What you should do: Send back exactly the lines from the opening line of the records below through the one with "pub struct StringField".

Stored data:

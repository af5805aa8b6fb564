//! Fixed string fields: trimming, validation, transformation and justification.

use crate::cursor::Cursor;
use crate::diagnostic::Diagnostics;
use crate::layout::LayoutError;
use crate::value::Value;
use regex::Regex;
use std::collections::HashMap;
use std::io::BufRead;

/// Side of the column the text sits against; padding goes on the other side(s).
#[derive(Debug, Clone, Copy, PartialEq, Eq, Default)]
pub enum Align {
    #[default]
    Left,
    Right,
    Center,
}

#[derive(Debug, Clone, Copy, PartialEq, Eq, Default)]
pub enum CaseFold {
    #[default]
    None,
    Upper,
    Lower,
    Title,
}

/// Column extent of a string field.
#[derive(Debug, Clone, Copy, PartialEq, Eq)]
pub enum Width {
    Columns(usize),
    /// Multi-line box: `lines` consecutive chunks of `columns` bytes each.
    Box { columns: usize, lines: usize },
}

impl Width {
    pub fn total(&self) -> usize {
        match *self {
            Width::Columns(n) => n,
            Width::Box { columns, lines } => columns * lines,
        }
    }
}

#[derive(Debug, Clone)]
pub struct StringField {
    pub(crate) name: String,
    pub(crate) width: Width,
    align: Align,
    case: CaseFold,
    pub(crate) pad: char,
    allow_truncate: bool,
    strip_left: bool,
    strip_right: bool,
    required: bool,
    validate_blank: bool,
    values: Option<Vec<String>>,
    /// (source pattern, compiled start-anchored regex)
    regex: Option<(String, Regex)>,
    replace: Option<(Regex, String)>,
    tr: Option<HashMap<String, String>>,
    tr_strict: bool,
    line_sep: String,
}

impl StringField {
    pub fn new(name: impl Into<String>, width: usize) -> Self {
        StringField {
            name: name.into(),
            width: Width::Columns(width),
            align: Align::Left,
            case: CaseFold::None,
            pad: ' ',
            allow_truncate: false,
            strip_left: false,
            strip_right: true,
            required: false,
            validate_blank: false,
            values: None,
            regex: None,
            replace: None,
            tr: None,
            tr_strict: true,
            line_sep: "\r\n".to_string(),
        }
    }

    /// A boxed field of `lines` rows, each `columns` wide. Input text is split on the line
    /// separator for encoding; decoded rows are re-joined with it.
    pub fn boxed(name: impl Into<String>, columns: usize, lines: usize) -> Self {
        let mut f = StringField::new(name, 0);
        f.width = Width::Box { columns, lines };
        f
    }

    pub fn align(mut self, align: Align) -> Self {
        self.align = align;
        self
    }

    pub fn case(mut self, case: CaseFold) -> Self {
        self.case = case;
        self
    }

    pub fn upper(self) -> Self {
        self.case(CaseFold::Upper)
    }

    pub fn lower(self) -> Self {
        self.case(CaseFold::Lower)
    }

    pub fn title(self) -> Self {
        self.case(CaseFold::Title)
    }

    pub fn pad(mut self, pad: char) -> Self {
        self.pad = pad;
        self
    }

    /// Silence the warning emitted when an over-length value is cut to width on encode.
    pub fn allow_truncate(mut self) -> Self {
        self.allow_truncate = true;
        self
    }

    pub fn strip_left(mut self) -> Self {
        self.strip_left = true;
        self
    }

    /// Keep trailing whitespace (right strip is on by default).
    pub fn keep_right(mut self) -> Self {
        self.strip_right = false;
        self
    }

    pub fn required(mut self) -> Self {
        self.required = true;
        self
    }

    /// Run pattern and allowed-value checks on blank values too.
    pub fn validate_blank(mut self) -> Self {
        self.validate_blank = true;
        self
    }

    pub fn values<I, S>(mut self, values: I) -> Self
    where
        I: IntoIterator<Item = S>,
        S: Into<String>,
    {
        self.values = Some(values.into_iter().map(Into::into).collect());
        self
    }

    /// Pattern the (trimmed) value must match at its start.
    pub fn regex(mut self, pattern: &str) -> Result<Self, LayoutError> {
        let compiled = Regex::new(&format!("^(?:{})", pattern)).map_err(|e| LayoutError::InvalidRegex {
            field: self.name.clone(),
            reason: e.to_string(),
        })?;
        self.regex = Some((pattern.to_string(), compiled));
        Ok(self)
    }

    /// Replace every match of `pattern` with `replacement` after validation.
    pub fn replace(mut self, pattern: &str, replacement: &str) -> Result<Self, LayoutError> {
        let compiled = Regex::new(pattern).map_err(|e| LayoutError::InvalidRegex {
            field: self.name.clone(),
            reason: e.to_string(),
        })?;
        self.replace = Some((compiled, replacement.to_string()));
        Ok(self)
    }

    /// Translation map applied on decode (raw → value); encode applies it in reverse.
    pub fn translate<I, K, V>(mut self, map: I) -> Self
    where
        I: IntoIterator<Item = (K, V)>,
        K: Into<String>,
        V: Into<String>,
    {
        self.tr = Some(map.into_iter().map(|(k, v)| (k.into(), v.into())).collect());
        self
    }

    /// Pass unmapped values through instead of reporting them.
    pub fn lenient_translation(mut self) -> Self {
        self.tr_strict = false;
        self
    }

    pub fn line_sep(mut self, sep: impl Into<String>) -> Self {
        self.line_sep = sep.into();
        self
    }

    pub fn name(&self) -> &str {
        &self.name
    }

    pub fn width(&self) -> Width {
        self.width
    }

    pub(crate) fn read_raw<R: BufRead>(&self, cursor: &mut Cursor<R>) -> String {
        match self.width {
            Width::Columns(n) => cursor.read_text(n),
            Width::Box { columns, lines } => {
                let mut rows = Vec::with_capacity(lines);
                for _ in 0..lines {
                    rows.push(cursor.read_text(columns).trim_end().to_string());
                }
                while rows.last().is_some_and(|r| r.is_empty()) {
                    rows.pop();
                }
                rows.join(&self.line_sep)
            }
        }
    }

    /// Validate and transform one raw slice. Problems are reported to `diag`; the
    /// best-effort value is returned either way.
    pub fn parse(&self, raw: &str, column: usize, diag: &mut Diagnostics) -> Value {
        let mut value = raw;
        if self.strip_left {
            value = value.trim_start();
        }
        if self.strip_right {
            value = value.trim_end();
        }
        let col = Some(column);

        if self.required && value.is_empty() {
            diag.error(&self.name, value, "missing required value", col);
            return Value::Null;
        }

        if !value.is_empty() || self.validate_blank {
            if let Some((pattern, re)) = &self.regex {
                if !re.is_match(value) {
                    diag.error(&self.name, value, format!("does not match pattern {}", pattern), col);
                }
            }
            if let Some(allowed) = &self.values {
                if !allowed.iter().any(|a| a == value) {
                    diag.error(&self.name, value, "unexpected value", col);
                }
            }
        }

        let mut value = match &self.replace {
            Some((re, rep)) => re.replace_all(value, rep.as_str()).into_owned(),
            None => value.to_string(),
        };

        if let Some(tr) = &self.tr {
            match tr.get(&value) {
                Some(mapped) => value = mapped.clone(),
                None if self.tr_strict => diag.error(&self.name, &value, "unexpected value", col),
                None => {}
            }
        }

        Value::Str(fold_case(&value, self.case))
    }

    pub fn encode_value(&self, value: &Value, out: &mut String, diag: &mut Diagnostics) {
        let mut text = match value {
            Value::Null => String::new(),
            Value::Str(s) => s.clone(),
            other => other.to_string(),
        };
        text = fold_case(&text, self.case);
        if let Some(tr) = &self.tr {
            if let Some((raw, _)) = tr.iter().find(|(_, v)| **v == text) {
                text = raw.clone();
            }
        }
        if let Width::Columns(n) = self.width {
            if text.len() > n {
                let cut = truncate_bytes(&text, n).to_string();
                if !self.allow_truncate {
                    diag.warning(&self.name, &text, format!("truncating {:?} to {:?}", text, cut), None);
                }
                text = cut;
            }
        }
        match self.width {
            Width::Columns(n) => out.push_str(&justify(&text, n, self.align, self.pad)),
            Width::Box { columns, lines } => {
                let rows: Vec<&str> = text.split(self.line_sep.as_str()).collect();
                for i in 0..lines {
                    let row = rows.get(i).copied().unwrap_or("");
                    out.push_str(&justify(row, columns, self.align, self.pad));
                }
            }
        }
    }
}

/// Longest prefix of `s` that fits in `n` bytes without splitting a character.
pub(crate) fn truncate_bytes(s: &str, n: usize) -> &str {
    if s.len() <= n {
        return s;
    }
    let mut end = n;
    while !s.is_char_boundary(end) {
        end -= 1;
    }
    &s[..end]
}

/// Pad (or cut) `value` to exactly `width` bytes.
pub(crate) fn justify(value: &str, width: usize, align: Align, pad: char) -> String {
    let value = truncate_bytes(value, width);
    let margin = width - value.len();
    let left = match align {
        Align::Left => 0,
        Align::Right => margin,
        // Odd margins follow the classic centering rule: extra pad on the left only when
        // the total width is odd.
        Align::Center => margin / 2 + (margin & width & 1),
    };
    let mut out = String::with_capacity(width);
    out.extend(std::iter::repeat(pad).take(left));
    out.push_str(value);
    out.extend(std::iter::repeat(pad).take(margin - left));
    out
}

fn fold_case(value: &str, case: CaseFold) -> String {
    match case {
        CaseFold::None => value.to_string(),
        CaseFold::Upper => value.to_uppercase(),
        CaseFold::Lower => value.to_lowercase(),
        CaseFold::Title => {
            let mut out = String::with_capacity(value.len());
            let mut prev_alpha = false;
            for c in value.chars() {
                if prev_alpha {
                    out.extend(c.to_lowercase());
                } else {
                    out.extend(c.to_uppercase());
                }
                prev_alpha = c.is_alphabetic();
            }
            out
        }
    }
}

Exercise output:
repository af5805aa8b6fb564
//! Fixed string fields: trimming, validation, transformation and justification.

use crate::cursor::Cursor;
use crate::diagnostic::Diagnostics;
use crate::layout::LayoutError;
use crate::value::Value;
use regex::Regex;
use std::collections::HashMap;
use std::io::BufRead;

/// Side of the column the text sits against; padding goes on the other side(s).
#[derive(Debug, Clone, Copy, PartialEq, Eq, Default)]
pub enum Align {
    #[default]
    Left,
    Right,
    Center,
}

#[derive(Debug, Clone, Copy, PartialEq, Eq, Default)]
pub enum CaseFold {
    #[default]
    None,
    Upper,
    Lower,
    Title,
}

/// Column extent of a string field.
#[derive(Debug, Clone, Copy, PartialEq, Eq)]
pub enum Width {
    Columns(usize),
    /// Multi-line box: `lines` consecutive chunks of `columns` bytes each.
    Box { columns: usize, lines: usize },
}

impl Width {
    pub fn total(&self) -> usize {
        match *self {
            Width::Columns(n) => n,
            Width::Box { columns, lines } => columns * lines,
        }
    }
}

#[derive(Debug, Clone)]
pub struct StringField {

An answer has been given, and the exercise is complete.